Days are getting shorter and outside the temperature is getting down. Perfect time to continue the Domotica quest.

In the mean time ideas about how to implement my system have been evolved. From a closed non-standardized ‘architecture’ to ideas related to the Internet of Things way. This means that after the prototypes and proofs-of-concept phase the goal is to provide a RESTFul interface to the sensors and actors.

RFXcom has introduced their new tranceiver which look promising. This transeiver has a lower price (<50%) than its big brother the standalone LAN version. Together with the Rpi the USB version might form an excellent couple. Also because RFXcom provides an SDK for developers.

Sooo many ideas …

Average data from database

In my previous post I created a chart showing the hourly average temperature. The average was calculated from measurements taken every 5 seconds. These measurements are stored in a mySQL database together with a timestamp.

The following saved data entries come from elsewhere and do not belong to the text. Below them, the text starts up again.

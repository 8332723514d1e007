use crate::core::config::AllowListConfig;
use crate::core::ip_address_version::IpAddressVersion;
use ipnetwork::IpNetwork;
use log::{debug, trace};
use std::fmt;

/*-------------------------------------------------------------------------------------------------
  Rule Assembler
-------------------------------------------------------------------------------------------------*/

/// Assemble the block rules for an [AllowListConfig].
///
/// - When either address family is declared, a network rule (priority `1`) blocks requests whose
///   source address is in neither the IPv4 nor the IPv6 set. An undeclared family is covered by
///   its universal range so it is not blocked outright.
/// - When country codes are declared, a geo rule (priority `2`) blocks requests that do not
///   originate from one of the countries.
///
/// Requests not blocked by a rule are allowed. An empty [RuleSet] allows all traffic.
///
/// ```
/// let config = commonwebacl::AllowListConfigBuilder::default()
///     .allowed_country_codes(["US", "CA"])
///     .build();
/// let rule_set = commonwebacl::assemble(&config);
///
/// assert_eq!(rule_set.len(), 1);
/// assert_eq!(rule_set.rules()[0].priority(), 2);
/// ```
pub fn assemble(config: &AllowListConfig) -> RuleSet {
    let mut rules: Vec<BlockRule> = Vec::with_capacity(2);

    if config.restricts_networks() {
        let ipv4_set = resolve_ip_set(IpAddressVersion::IPv4, config.allowed_ipv4_address_ranges());
        let ipv6_set = resolve_ip_set(IpAddressVersion::IPv6, config.allowed_ipv6_address_ranges());

        // Block if not (in the IPv4 set or in the IPv6 set)
        let statement = Statement::not(Statement::Or(vec![
            Statement::IpSetReference(ipv4_set),
            Statement::IpSetReference(ipv6_set),
        ]));
        debug!("Emitting network rule: {statement}");
        rules.push(BlockRule::new(RuleKind::Network, statement));
    } else {
        trace!("No address range allow-lists");
    }

    if let Some(country_codes) = config.allowed_country_codes() {
        // Block if not in the allowed country codes
        let statement = Statement::not(Statement::GeoMatch(country_codes.to_vec()));
        debug!("Emitting geo rule: {statement}");
        rules.push(BlockRule::new(RuleKind::Geo, statement));
    } else {
        trace!("No country code allow-list");
    }

    rules.sort_by_key(BlockRule::priority);

    RuleSet {
        rules,
        default_action: Action::Allow,
    }
}

fn resolve_ip_set(version: IpAddressVersion, declared: Option<&[IpNetwork]>) -> IpSet {
    let addresses = match declared {
        Some(ranges) => ranges.to_vec(),
        None => {
            trace!("No {version} allow-list; allowing all {version} addresses");
            version.universal_ranges()
        }
    };
    IpSet { version, addresses }
}

/*-------------------------------------------------------------------------------------------------
  Rule Set
-------------------------------------------------------------------------------------------------*/

/// Block rules in ascending priority order, plus the default action applied to requests that
/// no rule blocks.
#[derive(Clone, Debug, Eq, PartialEq)]
pub struct RuleSet {
    rules: Vec<BlockRule>,
    default_action: Action,
}

impl RuleSet {
    pub fn rules(&self) -> &[BlockRule] {
        &self.rules
    }

    /// Always [Action::Allow].
    pub fn default_action(&self) -> Action {
        self.default_action
    }

    pub fn len(&self) -> usize {
        self.rules.len()
    }

    /// An empty rule set allows all traffic.
    pub fn is_empty(&self) -> bool {
        self.rules.is_empty()
    }

    /// Get the rule of the given kind, if it was emitted.
    pub fn get(&self, kind: RuleKind) -> Option<&BlockRule> {
        self.rules.iter().find(|rule| rule.kind == kind)
    }

    /// IP sets referenced by the rules, in reference order.
    pub fn ip_sets(&self) -> Vec<&IpSet> {
        self.rules
            .iter()
            .flat_map(|rule| rule.statement.ip_sets())
            .collect()
    }

    /// Country codes matched by the rules, in reference order.
    pub fn country_codes(&self) -> Vec<&str> {
        self.rules
            .iter()
            .flat_map(|rule| rule.statement.country_codes())
            .collect()
    }
}

impl From<&AllowListConfig> for RuleSet {
    fn from(config: &AllowListConfig) -> Self {
        assemble(config)
    }
}

/*-------------------------------------------------------------------------------------------------
  Block Rule
-------------------------------------------------------------------------------------------------*/

/// Kind of block rule. The kind fixes the rule's priority and name prefix.
#[derive(Clone, Copy, Debug, Eq, Hash, Ord, PartialEq, PartialOrd)]
pub enum RuleKind {
    /// Blocks requests from outside the allowed address ranges.
    Network,

    /// Blocks requests from outside the allowed countries.
    Geo,
}

impl RuleKind {
    /// Priorities are tied to the rule kind and are never renumbered, so a geo-only rule set
    /// still uses priority `2`.
    pub fn priority(&self) -> u32 {
        match self {
            RuleKind::Network => 1,
            RuleKind::Geo => 2,
        }
    }

    pub fn name_prefix(&self) -> &'static str {
        match self {
            RuleKind::Network => "IpSetRule",
            RuleKind::Geo => "CountryCodeRule",
        }
    }

    /// Rule name (also used as the CloudWatch metric name) for a construct identifier.
    pub fn name(&self, id: &str) -> String {
        format!("{}{}", self.name_prefix(), id)
    }
}

/// A rule that blocks requests matching its statement.
#[derive(Clone, Debug, Eq, PartialEq)]
pub struct BlockRule {
    kind: RuleKind,
    statement: Statement,
}

impl BlockRule {
    fn new(kind: RuleKind, statement: Statement) -> Self {
        Self { kind, statement }
    }

    pub fn kind(&self) -> RuleKind {
        self.kind
    }

    pub fn priority(&self) -> u32 {
        self.kind.priority()
    }

    pub fn name(&self, id: &str) -> String {
        self.kind.name(id)
    }

    pub fn statement(&self) -> &Statement {
        &self.statement
    }

    /// Always [Action::Block].
    pub fn action(&self) -> Action {
        Action::Block
    }
}

/*-------------------------------------------------------------------------------------------------
  Statements and Actions
-------------------------------------------------------------------------------------------------*/

/// Rule action.
#[derive(Clone, Copy, Debug, Eq, Hash, PartialEq)]
pub enum Action {
    Allow,
    Block,
}

impl fmt::Display for Action {
    fn fmt(&self, f: &mut fmt::Formatter<'_>) -> fmt::Result {
        match self {
            Action::Allow => write!(f, "allow"),
            Action::Block => write!(f, "block"),
        }
    }
}

/// Match condition of a rule.
#[derive(Clone, Debug, Eq, PartialEq)]
pub enum Statement {
    /// Matches when the inner statement does not.
    Not(Box<Statement>),

    /// Matches when any inner statement matches.
    Or(Vec<Statement>),

    /// Matches when the request's source address is in the IP set.
    IpSetReference(IpSet),

    /// Matches when the request's geolocated country is one of the country codes.
    GeoMatch(Vec<String>),
}

impl Statement {
    pub fn not(statement: Statement) -> Self {
        Statement::Not(Box::new(statement))
    }

    /// IP sets referenced anywhere in this statement.
    pub fn ip_sets(&self) -> Vec<&IpSet> {
        match self {
            Statement::Not(statement) => statement.ip_sets(),
            Statement::Or(statements) => statements
                .iter()
                .flat_map(|statement| statement.ip_sets())
                .collect(),
            Statement::IpSetReference(ip_set) => vec![ip_set],
            Statement::GeoMatch(_) => Vec::new(),
        }
    }

    /// Country codes matched anywhere in this statement.
    pub fn country_codes(&self) -> Vec<&str> {
        match self {
            Statement::Not(statement) => statement.country_codes(),
            Statement::Or(statements) => statements
                .iter()
                .flat_map(|statement| statement.country_codes())
                .collect(),
            Statement::IpSetReference(_) => Vec::new(),
            Statement::GeoMatch(country_codes) => {
                country_codes.iter().map(String::as_str).collect()
            }
        }
    }
}

impl fmt::Display for Statement {
    fn fmt(&self, f: &mut fmt::Formatter<'_>) -> fmt::Result {
        match self {
            Statement::Not(statement) => write!(f, "NOT ({statement})"),
            Statement::Or(statements) => {
                let statements: Vec<String> = statements.iter().map(|s| s.to_string()).collect();
                write!(f, "{}", statements.join(" OR "))
            }
            Statement::IpSetReference(ip_set) => write!(f, "source IN {ip_set}"),
            Statement::GeoMatch(country_codes) => {
                write!(f, "country IN {{{}}}", country_codes.join(", "))
            }
        }
    }
}

/// An IP set: a single address family and its CIDR ranges.
#[derive(Clone, Debug, Eq, PartialEq)]
pub struct IpSet {
    pub version: IpAddressVersion,
    pub addresses: Vec<IpNetwork>,
}

impl fmt::Display for IpSet {
    fn fmt(&self, f: &mut fmt::Formatter<'_>) -> fmt::Result {
        let addresses: Vec<String> = self.addresses.iter().map(|a| a.to_string()).collect();
        write!(f, "{} {{{}}}", self.version, addresses.join(", "))
    }
}

/*-------------------------------------------------------------------------------------------------
  Unit Tests
-------------------------------------------------------------------------------------------------*/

The question was how to extract the hourly average from this table to feed to the pChart scripting or to whatever code you like. I found the SQL solution below to make it happen.

    SELECT
      AVG(`value`) AS `Average`,
      YEAR(`timestamp`) AS `Year`,
      MONTH(`timestamp`) AS `Month`,
      Week(`timestamp`) AS `Week`,
      DAY(`timestamp`) AS `Day`,
      HOUR(`timestamp`) AS `Hour`,
    FROM `temperature`
    GROUP BY 'Year',`Month`,`Week`,`Day`,'Hour'`;
Extract average per hour
    SELECT
      AVG(`value`) AS `Average`,
      YEAR(`timestamp`) AS `Year`,
      MONTH(`timestamp`) AS `Month`,
      Week(`timestamp`) AS `Week`,
      DAY(`timestamp`) AS `Day`,
      HOUR(`timestamp`) AS `Hour`,
      Minute(`timestamp`) AS `Minute`
    FROM `temperature`
    GROUP BY 'Year',`Month`,`Week`,`Day`,'Hour', `Minute`;
Extract average per minute

It is possible to create a VIEW in your database which can be queried in your code. A VIEW looks like a table but it is the result of a SQL statement is given a name and can be used as a table in queries.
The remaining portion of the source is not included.